** Opening Given data block **

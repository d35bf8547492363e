use crate::error::Result;
use crate::models::{AdminDefaults, ProvisionOutcome};

/// The slice of the external account subsystem the provisioner needs: one
/// query and one mutation.
pub trait AccountDirectory {
    fn count_privileged(&self) -> impl std::future::Future<Output = Result<u64>> + Send;
    fn create_privileged(
        &self,
        defaults: &AdminDefaults,
    ) -> impl std::future::Future<Output = Result<()>> + Send;
}

/// Ensure exactly one privileged account exists.
///
/// Creation is requested only when the directory reports zero privileged
/// accounts; any pre-existing account, matching the defaults or not, makes
/// this a no-op. At most one creation call is ever issued per run.
pub async fn ensure_privileged_account<D: AccountDirectory>(
    directory: &D,
    defaults: &AdminDefaults,
) -> Result<ProvisionOutcome> {
    let existing = directory.count_privileged().await?;
    if existing > 0 {
        tracing::info!(existing, "privileged account present, skipping creation");
        return Ok(ProvisionOutcome::AlreadyExists);
    }

    directory.create_privileged(defaults).await?;
    // Operator-facing notice, intended for disposable dev environments where
    // the default credentials are the whole point.
    println!(
        "Created default privileged account: login '{}' password '{}'",
        defaults.username, defaults.password
    );
    Ok(ProvisionOutcome::Created)
}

** Closing Given data block **

> _The task_
Within these records, how many lines include the word "crate"? The reply should be that number alone.

> _Solution for this exercise_
2